Torfs' new city store concept puts children in the spotlight


Belgian shoe chain Torfs is launching a brand new concept for its city stores: larger, with more space for fashion and a great deal of attention for sustainability. The most striking element, however, is the strong focus on the youngest customers.


In all major cities

The first branch of the new Torfs concept opened on Wednesday morning in the city centre of Ghent, where the shoe retailer moved its existing store to significantly larger premises covering 450 sqm. "Two years ago, we could not have done this, but now that rent for units are falling, these kinds of premises are becoming realistic for us", CEO Wouter Torfs explained.


The retailer is also planning to open city centre stores elsewhere: next week Torfs will move its shoe store in the centre of Leuven to new premises of 500 sqm.
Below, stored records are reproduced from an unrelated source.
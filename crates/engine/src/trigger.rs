use std::collections::HashMap;

/// An external request to run a catalogue command.
#[derive(Debug, Clone, PartialEq, Eq)]
pub enum Trigger {
    /// Authenticated API call naming the command and carrying decoded args
    Api {
        name: String,
        command: String,
        args: HashMap<String, String>,
    },
    /// Webhook call carrying only the UUID and raw query pairs
    Webhook { uuid: String, query: Vec<(String, String)> },
}

impl Trigger {
    pub fn api(name: impl Into<String>, command: impl Into<String>, args: HashMap<String, String>) -> Self {
        Self::Api {
            name: name.into(),
            command: command.into(),
            args,
        }
    }

    pub fn webhook<K, V>(uuid: impl Into<String>, query: impl IntoIterator<Item = (K, V)>) -> Self
    where
        K: Into<String>,
        V: Into<String>,
    {
        Self::Webhook {
            uuid: uuid.into(),
            query: query.into_iter().map(|(key, value)| (key.into(), value.into())).collect(),
        }
    }
}

/// Build arguments from query pairs; the first value of a repeated key wins.
pub(crate) fn query_arguments(query: &[(String, String)]) -> HashMap<String, String> {
    let mut args = HashMap::with_capacity(query.len());
    for (key, value) in query {
        args.entry(key.clone()).or_insert_with(|| value.clone());
    }
    args
}
//! Command catalogue and webhook registry.
//!
//! The catalogue is a line-oriented text file of `@directive` blocks followed
//! by command templates. [`CatalogueStore`] owns the parsed snapshot and
//! serializes every file mutation with a rebuild of that snapshot.
//! [`WebhookRegistry`] maps opaque UUIDs to catalogue lookup keys and keeps
//! its JSON file as the source of truth.

pub mod editor;
pub mod error;
pub mod parser;
pub mod store;
pub mod webhooks;

pub use editor::{DEFAULT_CATALOGUE, append_command, remove_command};
pub use error::{CatalogueError, WebhookError};
pub use parser::{ScannedCommand, parse_catalogue, scan_catalogue};
pub use store::CatalogueStore;
pub use webhooks::{WebhookRegistry, webhook_url};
The opening is followed by further openings or refurbishments, including in the city centre of Antwerp. Even though the most important growth for the chain comes from out-of-town stores, the company continues to invest in city centres. "City stores are still about 30 % behind in terms of turnover, but we believe in a turnaround. We want to be present in all major cities at prime locations with this concept", says the CEO.


Interaction and experience

Torfs developed this new concept in collaboration with Wave of Engagement and Dobit. The store has a new, bright look with high ceilings, white walls and white shelving. The range has been expanded: Torfs now has the space to offer a wide fashion range in a city store for the first time. Up until now, that was only possible in the chain's larger stores. This should further boost turnover.


Particularly noteworthy is the strong focus on children in the new store concept. "We want to involve children through the entire buying process in a playful manner", says Marketing Director Lise Conix. "For example, we do not just measure their feet, but we measure the child from head to toe." Children are then given a card with a symbol that helps them find the correct sizes in the store. There is also a testing trail to try out shoes, an opportunity to take a picture once the shoes have been approved, and a gift at the checkout counter. The little ones can hand in their old shoes for recycling at an impressive machine with a large spinning wheel. The retailer claims to be gaining a significant market share in children's shoes.